New Papyrus Proves Fall Reckoning.—Finally one such document was found, No. 6 of the Brooklyn Museum Papyri, published by Emil G. Kraeling in 1953. It is a deed to (part of?) a house in Elephantine presented to a prospective Jewish bride. It bears only one year number, the 3rd year of Darius (II), but the month and day of the Egyptian calendar agree with those of the lunar calendar only in July, 420 B.C. This harmony is not possible in either the Egyptian year 3 (beginning in December, 422) or the Babylonian-Persian year 3 (beginning in the spring of 421), but only with the fall-to-fall year of the Jewish civil calendar, which began in the autumn of 421 and so included July, 420. Therefore the lunar calendar in which this papyrus was dated was not the Babylonian but the Jewish civil calendar, with the year beginning in the autumn. Consequently the other papyri, inconclusive in themselves, should be interpreted in the light of this one.
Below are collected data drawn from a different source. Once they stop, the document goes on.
//! # Equipment service
//!
//! A single thread owns the motor driver and the camera controller. Everything else (command
//! server, watchdog, shutdown) reaches the hardware by sending [`EqptCmd`]s through an
//! [`EqptHandle`], so two writers can never interleave on the physical pins.
//!
//! The service also publishes two flags which can be read without going through the queue:
//! whether the drive is running and whether the camera is available. A servo fault clears the
//! camera flag for the rest of the session, the drive keeps working.

// ------------------------------------------------------------------------------------------------
// IMPORTS
// ------------------------------------------------------------------------------------------------

use log::{debug, error, info, warn};
use std::sync::{
    atomic::{AtomicBool, Ordering},
    mpsc::{self, Receiver, RecvTimeoutError, Sender},
    Arc,
};
use std::thread::{self, JoinHandle};
use std::time::{Duration, Instant};

use crate::cam_ctrl::CamCtrl;
use crate::drive::DriveCtrl;
use crate::motor_ctrl::MotorDriver;
use crate::servo_ctrl::{ServoDriver, ServoError};
use crate::watchdog::Deadline;

// ------------------------------------------------------------------------------------------------
// CONSTANTS
// ------------------------------------------------------------------------------------------------

/// Time allowed for the service to release the hardware at shutdown, which includes centring
/// the camera.
const SHUTDOWN_TIMEOUT: Duration = Duration::from_secs(2);

// ------------------------------------------------------------------------------------------------
// STRUCTS
// ------------------------------------------------------------------------------------------------

/// Cloneable handle used to send commands to the equipment service.
#[derive(Clone)]
pub struct EqptHandle {
    tx: Sender<Request>,
    state: Arc<EqptState>,
}

/// The running equipment service. Dropping it releases the hardware and joins the thread.
pub struct EqptService {
    handle: EqptHandle,
    join_handle: Option<JoinHandle<()>>,
}

/// Flags published by the service.
struct EqptState {
    drive_active: AtomicBool,
    cam_available: AtomicBool,
}

struct Request {
    cmd: EqptCmd,
    ack: Option<Sender<()>>,
}

/// The hardware owned by the service thread.
///
/// Releases the outputs when dropped, so the motors stop even if the thread unwinds.
struct Hardware<M: MotorDriver, D: ServoDriver> {
    drive: DriveCtrl<M>,
    cam: Option<CamCtrl<D>>,
    state: Arc<EqptState>,
    deadline: Arc<Deadline>,
    released: bool,
}

// ------------------------------------------------------------------------------------------------
// ENUMS
// ------------------------------------------------------------------------------------------------

/// Commands accepted by the equipment service.
#[derive(Debug, Copy, Clone, PartialEq)]
pub enum EqptCmd {
    /// Signed wheel demands in percent
    Drive { left: i32, right: i32 },

    /// Brake both wheels
    Stop,

    /// Watchdog expiry, carrying the deadline stamp the watchdog saw.
    ///
    /// Ignored if a command has been accepted since.
    Timeout { stamp: u64 },

    /// Camera velocity update
    Camera { vx: f64, vy: f64 },

    /// Centre the camera
    CamCenter,

    /// Stop everything, centre the camera and exit the service
    Shutdown,
}

#[derive(thiserror::Error, Debug)]
pub enum EqptError {
    #[error("The equipment service is not running")]
    NotRunning,

    #[error("The equipment service did not acknowledge the command in time")]
    AckTimeout,

    #[error("Could not start the equipment service thread: {0}")]
    SpawnError(std::io::Error),
}

// ------------------------------------------------------------------------------------------------
// IMPLS
// ------------------------------------------------------------------------------------------------

impl EqptService {
    /// Start the service, taking ownership of the drive and (optionally) the camera.
    pub fn start<M, D>(
        drive: DriveCtrl<M>,
        cam: Option<CamCtrl<D>>,
        deadline: Arc<Deadline>,
    ) -> Result<Self, EqptError>
    where
        M: MotorDriver + Send + 'static,
        D: ServoDriver + Send + 'static,
        D::Channel: Send,
    {
        let state = Arc::new(EqptState {
            drive_active: AtomicBool::new(false),
            cam_available: AtomicBool::new(cam.is_some()),
        });

        let (tx, rx) = mpsc::channel();

        let hw = Hardware {
            drive,
            cam,
            state: state.clone(),
            deadline,
            released: false,
        };

        let join_handle = thread::Builder::new()
            .name("eqpt_service".into())
            .spawn(move || service_loop(hw, rx))
            .map_err(EqptError::SpawnError)?;

        Ok(Self {
            handle: EqptHandle { tx, state },
            join_handle: Some(join_handle),
        })
    }

    pub fn handle(&self) -> EqptHandle {
        self.handle.clone()
    }

    /// Release the hardware and wait for the service thread to exit.
    pub fn shutdown(mut self) {
        self.halt();
    }

    fn halt(&mut self) {
        let join_handle = match self.join_handle.take() {
            Some(h) => h,
            None => return,
        };

        info!("Shutting down equipment");

        if let Err(e) = self.handle.send_wait(EqptCmd::Shutdown, SHUTDOWN_TIMEOUT) {
            warn!("Equipment shutdown not acknowledged: {}", e);
        }

        if join_handle.join().is_err() {
            error!("Equipment service thread panicked");
        }
    }
}

impl Drop for EqptService {
    fn drop(&mut self) {
        self.halt();
    }
}

impl EqptHandle {
    /// Queue a command without waiting for it to be executed.
    pub fn send(&self, cmd: EqptCmd) -> Result<(), EqptError> {
        self.tx
            .send(Request { cmd, ack: None })
            .map_err(|_| EqptError::NotRunning)
    }

    /// Queue a command and wait until the service has executed it.
    pub fn send_wait(&self, cmd: EqptCmd, timeout: Duration) -> Result<(), EqptError> {
        let (ack_tx, ack_rx) = mpsc::channel();

        self.tx
            .send(Request {
                cmd,
                ack: Some(ack_tx),
            })
            .map_err(|_| EqptError::NotRunning)?;

        match ack_rx.recv_timeout(timeout) {
            Ok(_) => Ok(()),
            Err(RecvTimeoutError::Timeout) => Err(EqptError::AckTimeout),
            Err(RecvTimeoutError::Disconnected) => Err(EqptError::NotRunning),
        }
    }

    /// True while the last drive demand is non-zero (or unknown after a fault).
    pub fn drive_active(&self) -> bool {
        self.state.drive_active.load(Ordering::SeqCst)
    }

    /// False once the camera has faulted, or if there is no camera.
    pub fn cam_available(&self) -> bool {
        self.state.cam_available.load(Ordering::SeqCst)
    }
}

impl<M: MotorDriver, D: ServoDriver> Hardware<M, D> {
    fn handle(&mut self, cmd: EqptCmd) {
        let now = Instant::now();

        match cmd {
            EqptCmd::Drive { left, right } => {
                if let Err(e) = self.drive.set(left, right) {
                    error!("Could not set drive demands: {}", e);
                }
            }
            EqptCmd::Stop => self.stop_drive(),
            EqptCmd::Timeout { stamp } => {
                if self.deadline.stamp() == stamp {
                    self.stop_drive();
                } else {
                    debug!("Watchdog stop superseded by a newer command");
                }
            }
            EqptCmd::Camera { vx, vy } => {
                let res = match self.cam.as_mut() {
                    Some(c) => c.update(vx, vy, now),
                    None => Ok(()),
                };
                self.check_cam(res);
            }
            EqptCmd::CamCenter => {
                let res = match self.cam.as_mut() {
                    Some(c) => c.center(now),
                    None => Ok(()),
                };
                self.check_cam(res);
            }
            EqptCmd::Shutdown => self.release(),
        }

        self.publish();
    }

    fn poll_cam(&mut self) {
        let res = match self.cam.as_mut() {
            Some(c) => c.poll(Instant::now()),
            None => Ok(()),
        };
        self.check_cam(res);
    }

    fn next_deadline(&self) -> Option<Instant> {
        self.cam.as_ref().and_then(|c| c.next_deadline())
    }

    fn stop_drive(&mut self) {
        if let Err(e) = self.drive.stop() {
            error!("Could not stop the drive: {}", e);
        }
    }

    /// Move the camera into degraded mode after a servo fault.
    fn check_cam(&mut self, res: Result<(), ServoError>) {
        if let Err(e) = res {
            error!("Camera servo fault, camera no longer available: {}", e);
            self.cam = None;
            self.publish();
        }
    }

    fn publish(&self) {
        self.state
            .drive_active
            .store(self.drive.is_active(), Ordering::SeqCst);
        self.state
            .cam_available
            .store(self.cam.is_some(), Ordering::SeqCst);
    }

    /// Stop the motors, release their outputs and park the camera.
    fn release(&mut self) {
        if self.released {
            return;
        }
        self.released = true;

        if let Err(e) = self.drive.release() {
            error!("Could not release the drive: {}", e);
        }

        if let Some(c) = self.cam.as_mut() {
            if let Err(e) = c.center_blocking() {
                error!("Could not centre the camera: {}", e);
            }
        }

        self.publish();
        info!("Equipment released");
    }
}

impl<M: MotorDriver, D: ServoDriver> Drop for Hardware<M, D> {
    fn drop(&mut self) {
        self.release();
    }
}

// ------------------------------------------------------------------------------------------------
// FUNCTIONS
// ------------------------------------------------------------------------------------------------

fn service_loop<M: MotorDriver, D: ServoDriver>(mut hw: Hardware<M, D>, rx: Receiver<Request>) {
    debug!("Equipment service started");

    loop {
        // Wake for the camera's next pending action, or wait for a command
        let req = match hw.next_deadline() {
            Some(t) => match rx.recv_timeout(t.saturating_duration_since(Instant::now())) {
                Ok(r) => Some(r),
                Err(RecvTimeoutError::Timeout) => None,
                Err(RecvTimeoutError::Disconnected) => break,
            },
            None => match rx.recv() {
                Ok(r) => Some(r),
                Err(_) => break,
            },
        };

        if let Some(req) = req {
            let exit = req.cmd == EqptCmd::Shutdown;

            hw.handle(req.cmd);

            if let Some(ack) = req.ack {
                ack.send(()).ok();
            }

            if exit {
                break;
            }
        }

        hw.poll_cam();
    }

    debug!("Equipment service exiting");
}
Obviously the Jews in Elephantine must, like Nehemiah, have used the old fall-to-fall civil calendar.

The editor and translator of Papyrus 6 mentions the fact that the date will not fit into the 3rd year of the reign according to the Egyptian and Persian reckoning, and notes the fall-to-fall year as one conclusion, (See NOTE 1)but he himself accepts the alternative of conjecturing a scribe’s error. There are only two alternatives. If this clearly written date is correct, the year began in the autumn, (See NOTE 2) and Nehemiah’s usage is unquestioned. The only reason for supposing that the papyrus date is an error is the fact that it does not agree with the current widespread scholarly opinion that the Jews adopted not only the Babylonian month names but the Babylonian calendar outright, including the spring New Year.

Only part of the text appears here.